--- WHAT YOU HAVE TO DO ---
Of the lines in the data below, write out exactly those from the one holding "an unknown key." through the one holding "pub fn active_key(&self)", both included.
******************************
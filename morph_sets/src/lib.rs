//! # morph_sets
//!
//! Shapes are grouped into **sets** of exactly five, one per raised-finger
//! count.  A [`SetRegistry`] keeps the sets in insertion order, tracks the
//! active set and shape, and navigates cyclically:
//!
//! * `next()` / `prev()` wrap at both ends,
//! * `activate(key)` jumps straight to a set,
//!
//! and every set change forces the active shape to the set's first entry.
//! The caller regenerates the target cloud whenever a shape is returned.
//!
//! ## Quick start
//!
//! ```rust
//! use morph_sets::SetRegistry;
//! use morph_shapes::ShapeId;
//!
//! let mut sets = SetRegistry::standard().unwrap();
//! assert_eq!(sets.active_key(), "A");
//! assert_eq!(sets.select_finger_count(3), Some(ShapeId::Flower));
//!
//! assert_eq!(sets.next(), ShapeId::Helix);
//! assert_eq!(sets.active().status_label(), "SET B (Advanced)");
//! ```

use std::fmt;

use log::debug;
use morph_shapes::ShapeId;

/// Shapes per set, one per finger count 1..=5.
pub const SHAPES_PER_SET: usize = 5;

// ════════════════════════════════════════════════════════════════════════════
// Errors
// ════════════════════════════════════════════════════════════════════════════

#[derive(Clone, Debug, PartialEq, Eq)]
pub enum SetError {
    /// A descriptor was given a shape list of the wrong length.
    WrongShapeCount { key: String, got: usize },
    UnknownKey(String),
    DuplicateKey(String),
    /// A registry needs at least one set.
    Empty,
}

impl fmt::Display for SetError {
    fn fmt(&self, f: &mut fmt::Formatter<'_>) -> fmt::Result {
        match self {
            SetError::WrongShapeCount { key, got } => write!(
                f, "set '{}' has {} shapes, expected {}", key, got, SHAPES_PER_SET
            ),
            SetError::UnknownKey(k)   => write!(f, "no set with key '{}'", k),
            SetError::DuplicateKey(k) => write!(f, "set key '{}' appears more than once", k),
            SetError::Empty           => write!(f, "a set registry needs at least one set"),
        }
    }
}

impl std::error::Error for SetError {}

// ════════════════════════════════════════════════════════════════════════════
// SetDescriptor
// ════════════════════════════════════════════════════════════════════════════

/// One immutable set: key, display name, indicator colour and five shapes.
#[derive(Clone, Debug, PartialEq, Eq)]
pub struct SetDescriptor {
    key:    String,
    name:   String,
    color:  u32,
    shapes: [ShapeId; SHAPES_PER_SET],
}

impl SetDescriptor {
    /// `color` is `0xRRGGBB`.
    pub fn new(
        key: impl Into<String>,
        name: impl Into<String>,
        color: u32,
        shapes: Vec<ShapeId>,
    ) -> Result<Self, SetError> {
        let key = key.into();
        let got = shapes.len();
        let shapes = <[ShapeId; SHAPES_PER_SET]>::try_from(shapes)
            .map_err(|_| SetError::WrongShapeCount { key: key.clone(), got })?;
        Ok(SetDescriptor { key, name: name.into(), color: color & 0x00FF_FFFF, shapes })
    }

    pub fn key(&self) -> &str   { &self.key }
    pub fn name(&self) -> &str  { &self.name }
    pub fn color(&self) -> u32  { self.color }
    pub fn shapes(&self) -> &[ShapeId; SHAPES_PER_SET] { &self.shapes }

    pub fn first_shape(&self) -> ShapeId {
        self.shapes[0]
    }

    /// Shape for a finger count in `1..=5`.
    pub fn shape_for(&self, count: u8) -> Option<ShapeId> {
        match count {
            1..=5 => Some(self.shapes[count as usize - 1]),
            _ => None,
        }
    }

    /// `"SET A (Default)"`.
    pub fn status_label(&self) -> String {
        format!("SET {} ({})", self.key, self.name)
    }

    /// `"#00ff00"`.
    pub fn color_hex(&self) -> String {
        format!("#{:06x}", self.color)
    }
}

// ════════════════════════════════════════════════════════════════════════════
// SetRegistry
// ════════════════════════════════════════════════════════════════════════════

/// Ordered, cyclic collection of sets with one active set and shape.
///
/// The active index always points at a real set: construction rejects an
/// empty list, and `activate` leaves state untouched on an unknown key.
#[derive(Clone, Debug)]
pub struct SetRegistry {
    sets:         Vec<SetDescriptor>,
    active:       usize,
    active_shape: ShapeId,
}

impl SetRegistry {
    /// The first set starts active, on its first shape.
    pub fn new(sets: Vec<SetDescriptor>) -> Result<Self, SetError> {
        let first = sets.first().ok_or(SetError::Empty)?.first_shape();
        for (i, set) in sets.iter().enumerate() {
            if sets[..i].iter().any(|s| s.key == set.key) {
                return Err(SetError::DuplicateKey(set.key.clone()));
            }
        }
        Ok(SetRegistry { sets, active: 0, active_shape: first })
    }

    /// Sets A–H: the three classic sets followed by five themed ones.
    pub fn standard() -> Result<Self, SetError> {
        use ShapeId::*;
        SetRegistry::new(vec![
            SetDescriptor::new("A", "Default",  0x00ff00, vec![Heart, Saturn, Flower, Fireworks, Sphere])?,
            SetDescriptor::new("B", "Advanced", 0xffaa00, vec![Helix, Spiral, Cube, Star, Torus])?,
            SetDescriptor::new("C", "Expert",   0xff00ff, vec![Pyramid, Hourglass, Atom, Tornado, Ribbon])?,
            SetDescriptor::new("D", "Knots",    0x33ccff, vec![TrefoilKnot, KleinBottle, Spring, Seashell, Lissajous])?,
            SetDescriptor::new("E", "Crystal",  0x99ffee, vec![VoxelSphere, Crystal, Gear, Crown, Snowflake])?,
            SetDescriptor::new("F", "Nature",   0x66dd44, vec![Mushroom, Tree, Jellyfish, Butterfly, Cloud])?,
            SetDescriptor::new("G", "Lattice",  0x4488ff, vec![GyroidShell, LatticeCube, Lantern, Sponge, Cage])?,
            SetDescriptor::new("H", "Twins",    0xff5566, vec![TwinFlames, MirrorPair, DoubleTorus, TripleHelix, BinaryGalaxy])?,
        ])
    }

    pub fn len(&self) -> usize {
        self.sets.len()
    }

    pub fn is_empty(&self) -> bool {
        self.sets.is_empty()
    }

    pub fn sets(&self) -> &[SetDescriptor] {
        &self.sets
    }

    pub fn get(&self, key: &str) -> Option<&SetDescriptor> {
        self.sets.iter().find(|s| s.key == key)
    }

    pub fn active(&self) -> &SetDescriptor {
        &self.sets[self.active]
    }

    pub fn active_key(&self) -> &str {
        &self.sets[self.active].key
    }

    /// Position of the active set in insertion order.
    pub fn active_index(&self) -> usize {
        self.active
    }

    pub fn active_shape(&self) -> ShapeId {
        self.active_shape
    }

    /// Make `key` active and force its first shape, which is returned.
    pub fn activate(&mut self, key: &str) -> Result<ShapeId, SetError> {
        let index = self
            .sets
            .iter()
            .position(|s| s.key == key)
            .ok_or_else(|| SetError::UnknownKey(key.to_string()))?;
        Ok(self.enter(index))
    }

    /// Advance cyclically to the following set.
    pub fn next(&mut self) -> ShapeId {
        let index = (self.active + 1) % self.sets.len();
        self.enter(index)
    }

    /// Step cyclically back to the preceding set.
    pub fn prev(&mut self) -> ShapeId {
        let n = self.sets.len();
        let index = (self.active + n - 1) % n;
        self.enter(index)
    }

    /// `None` for an unknown key or a count outside `1..=5`.
    pub fn shape_for_finger_count(&self, key: &str, count: u8) -> Option<ShapeId> {
        self.get(key)?.shape_for(count)
    }

    /// Apply a finger-count signal to the active set.  Returns the new shape
    /// only when it differs from the active one.
    pub fn select_finger_count(&mut self, count: u8) -> Option<ShapeId> {
        let shape = self.active().shape_for(count)?;
        if shape == self.active_shape {
            return None;
        }
        debug!("finger count {} selects '{}'", count, shape);
        self.active_shape = shape;
        Some(shape)
    }

    fn enter(&mut self, index: usize) -> ShapeId {
        self.active = index;
        self.active_shape = self.sets[index].first_shape();
        debug!("{} active, shape '{}'", self.sets[index].status_label(), self.active_shape);
        self.active_shape
    }
}

#[cfg(test)]
mod tests {
    use super::*;

    fn registry() -> SetRegistry {
        SetRegistry::standard().unwrap()
    }

    #[test]
    fn standard_sets_cover_every_shape_once() {
        let reg = registry();
        let mut seen: Vec<ShapeId> = reg.sets().iter().flat_map(|s| s.shapes().iter().copied()).collect();
        seen.sort();
        assert_eq!(seen, ShapeId::ALL.to_vec());
    }

    #[test]
    fn descriptor_rejects_wrong_shape_count() {
        let err = SetDescriptor::new("X", "Short", 0, vec![ShapeId::Heart]).unwrap_err();
        assert_eq!(err, SetError::WrongShapeCount { key: "X".into(), got: 1 });
    }

    #[test]
    fn registry_rejects_empty_and_duplicates() {
        assert_eq!(SetRegistry::new(vec![]).unwrap_err(), SetError::Empty);
        let a = registry().get("A").unwrap().clone();
        assert_eq!(
            SetRegistry::new(vec![a.clone(), a]).unwrap_err(),
            SetError::DuplicateKey("A".into())
        );
    }

    #[test]
    fn finger_count_three_in_a_is_third_entry() {
        let mut reg = registry();
        assert_eq!(reg.shape_for_finger_count("A", 3), Some(ShapeId::Flower));
        assert_eq!(reg.select_finger_count(3), Some(ShapeId::Flower));
        assert_eq!(reg.active_shape(), ShapeId::Flower);
    }

    #[test]
    fn finger_count_outside_range_is_none() {
        let reg = registry();
        assert_eq!(reg.shape_for_finger_count("A", 0), None);
        assert_eq!(reg.shape_for_finger_count("A", 6), None);
        assert_eq!(reg.shape_for_finger_count("Z", 1), None);
    }

    #[test]
    fn repeated_signal_selects_nothing() {
        let mut reg = registry();
        assert_eq!(reg.select_finger_count(1), None); // already on heart
        assert_eq!(reg.select_finger_count(2), Some(ShapeId::Saturn));
        assert_eq!(reg.select_finger_count(2), None);
    }

    #[test]
    fn activate_a_then_next_is_b_first_shape() {
        let mut reg = registry();
        reg.select_finger_count(4);
        assert_eq!(reg.activate("A").unwrap(), ShapeId::Heart);
        assert_eq!(reg.next(), ShapeId::Helix);
        assert_eq!(reg.active_key(), "B");
        assert_eq!(reg.active_shape(), ShapeId::Helix);
    }

    #[test]
    fn next_len_times_returns_home() {
        let mut reg = registry();
        for start in ["A", "C", "H"] {
            reg.activate(start).unwrap();
            for _ in 0..reg.len() {
                reg.next();
            }
            assert_eq!(reg.active_key(), start);
        }
    }

    #[test]
    fn prev_wraps_to_last() {
        let mut reg = registry();
        assert_eq!(reg.prev(), ShapeId::TwinFlames);
        assert_eq!(reg.active_key(), "H");
        reg.next();
        assert_eq!(reg.active_key(), "A");
    }

    #[test]
    fn unknown_key_leaves_state_unchanged() {
        let mut reg = registry();
        reg.activate("C").unwrap();
        reg.select_finger_count(5);
        assert_eq!(reg.activate("Q"), Err(SetError::UnknownKey("Q".into())));
        assert_eq!(reg.active_key(), "C");
        assert_eq!(reg.active_shape(), ShapeId::Ribbon);
    }

    #[test]
    fn status_label_and_colour() {
        let reg = registry();
        let a = reg.get("A").unwrap();
        assert_eq!(a.status_label(), "SET A (Default)");
        assert_eq!(a.color_hex(), "#00ff00");
        assert_eq!(reg.get("C").unwrap().status_label(), "SET C (Expert)");
    }
}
******************************
--- TASK ANSWER ---
/// empty list, and `activate` leaves state untouched on an unknown key.
#[derive(Clone, Debug)]
pub struct SetRegistry {
    sets:         Vec<SetDescriptor>,
    active:       usize,
    active_shape: ShapeId,
}

impl SetRegistry {
    /// The first set starts active, on its first shape.
    pub fn new(sets: Vec<SetDescriptor>) -> Result<Self, SetError> {
        let first = sets.first().ok_or(SetError::Empty)?.first_shape();
        for (i, set) in sets.iter().enumerate() {
            if sets[..i].iter().any(|s| s.key == set.key) {
                return Err(SetError::DuplicateKey(set.key.clone()));
            }
        }
        Ok(SetRegistry { sets, active: 0, active_shape: first })
    }

    /// Sets A–H: the three classic sets followed by five themed ones.
    pub fn standard() -> Result<Self, SetError> {
        use ShapeId::*;
        SetRegistry::new(vec![
            SetDescriptor::new("A", "Default",  0x00ff00, vec![Heart, Saturn, Flower, Fireworks, Sphere])?,
            SetDescriptor::new("B", "Advanced", 0xffaa00, vec![Helix, Spiral, Cube, Star, Torus])?,
            SetDescriptor::new("C", "Expert",   0xff00ff, vec![Pyramid, Hourglass, Atom, Tornado, Ribbon])?,
            SetDescriptor::new("D", "Knots",    0x33ccff, vec![TrefoilKnot, KleinBottle, Spring, Seashell, Lissajous])?,
            SetDescriptor::new("E", "Crystal",  0x99ffee, vec![VoxelSphere, Crystal, Gear, Crown, Snowflake])?,
            SetDescriptor::new("F", "Nature",   0x66dd44, vec![Mushroom, Tree, Jellyfish, Butterfly, Cloud])?,
            SetDescriptor::new("G", "Lattice",  0x4488ff, vec![GyroidShell, LatticeCube, Lantern, Sponge, Cage])?,
            SetDescriptor::new("H", "Twins",    0xff5566, vec![TwinFlames, MirrorPair, DoubleTorus, TripleHelix, BinaryGalaxy])?,
        ])
    }

    pub fn len(&self) -> usize {
        self.sets.len()
    }

    pub fn is_empty(&self) -> bool {
        self.sets.is_empty()
    }

    pub fn sets(&self) -> &[SetDescriptor] {
        &self.sets
    }

    pub fn get(&self, key: &str) -> Option<&SetDescriptor> {
        self.sets.iter().find(|s| s.key == key)
    }

    pub fn active(&self) -> &SetDescriptor {
        &self.sets[self.active]
    }

    pub fn active_key(&self) -> &str {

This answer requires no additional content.